ARTIST STATEMENT
My work in community arts provision spans a 30 year period as an arts practitioner managing projects and facilitating workshops within a culturally diverse area of London. I also taught courses in adult community learning for 8 years. I have an arts practice which incorporates social and visual methodology examining the value of local histories and lived experience of people through storytelling. Projects often involve an initial extensive research approach, incorporate multi-disciplinary methods and involve collaboration with the public, other disciplines or artists. Dialogue is central to my working process, realised through attendance at community meetings, volunteering or incidental conversations with individuals. This allows me to identify where artistic activity can be beneficial and develop appropriate creative strategies. My current work is embedded within housing, local community activism and food solidarity.
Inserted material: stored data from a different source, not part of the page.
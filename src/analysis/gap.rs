use std::fmt;

use serde::Serialize;

use crate::data::model::{IndicatorRow, IndicatorTable};
use crate::error::GapError;

// ---------------------------------------------------------------------------
// GapSummary – best vs. worst country in the latest year
// ---------------------------------------------------------------------------

#[derive(Debug, Clone, PartialEq, Serialize)]
pub struct GapSummary {
    pub year: i32,
    pub best_country: String,
    pub best_value: f64,
    pub worst_country: String,
    pub worst_value: f64,
    /// `best_value - worst_value`, never negative.
    pub gap: f64,
}

impl fmt::Display for GapSummary {
    fn fmt(&self, f: &mut fmt::Formatter<'_>) -> fmt::Result {
        write!(
            f,
            "{}: best {} ({:.1}), worst {} ({:.1}), gap {:.1}",
            self.year, self.best_country, self.best_value, self.worst_country, self.worst_value, self.gap
        )
    }
}

/// Summarise the latest year of a filtered view.
///
/// Only rows of the maximum year are compared. Among equal values the row
/// that comes first in `filtered` wins, both for best and for worst. Rows
/// without a value for `metric_key` take no part in the comparison.
pub fn analyze(filtered: &IndicatorTable, metric_key: &str) -> Result<GapSummary, GapError> {
    let year = filtered.latest_year().ok_or_else(|| GapError::EmptyResult {
        metric: metric_key.to_string(),
    })?;

    let mut best: Option<(&IndicatorRow, f64)> = None;
    let mut worst: Option<(&IndicatorRow, f64)> = None;

    for row in filtered.rows.iter().filter(|r| r.year == year) {
        let Some(value) = row.value(metric_key).filter(|v| !v.is_nan()) else {
            continue;
        };
        if best.map_or(true, |(_, b)| value > b) {
            best = Some((row, value));
        }
        if worst.map_or(true, |(_, w)| value < w) {
            worst = Some((row, value));
        }
    }

    let (Some((best_row, best_value)), Some((worst_row, worst_value))) = (best, worst) else {
        return Err(GapError::NoLatestValues {
            metric: metric_key.to_string(),
            year,
        });
    };

    Ok(GapSummary {
        year,
        best_country: best_row.country.clone(),
        best_value,
        worst_country: worst_row.country.clone(),
        worst_value,
        gap: best_value - worst_value,
    })
}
The Farm: Narratives of Home
A Situated Practice on Broadwater Farm Estate
My work in housing activism began in 2015 during which I created SA63-Home (2015) is a series of altered estate agent signs installed on public park land that had been targeted for development by the local council in partnership with a property developer. I then developed project SA62-Home (2016-17), an ‘incident room’ installation of drawings, photo-documentation and transcribed interviews with resident’s responses to the redevelopment proposal. This was followed by SA61-Home (2018), a documentary film based on an elder resident’s own experience. Since the campaign against this redevelopment was won, I focused instead on celebrating the people’s lives and sense of community on the estate. The Farm – Narratives of Home (2019) is a story telling project in collaboration with local spoken word artist Abe Gibson and residents who contributed narratives. It culminated in a film, sound piece and an evening event that involved live projection onto the side of a residential block, spoken word poetry and an ‘open mic’ opportunity. It was opened by Middlesex University Chancellor Dame Janet Ritterman, Haringey Councillor Zena Brabazon and attended by 50+ people.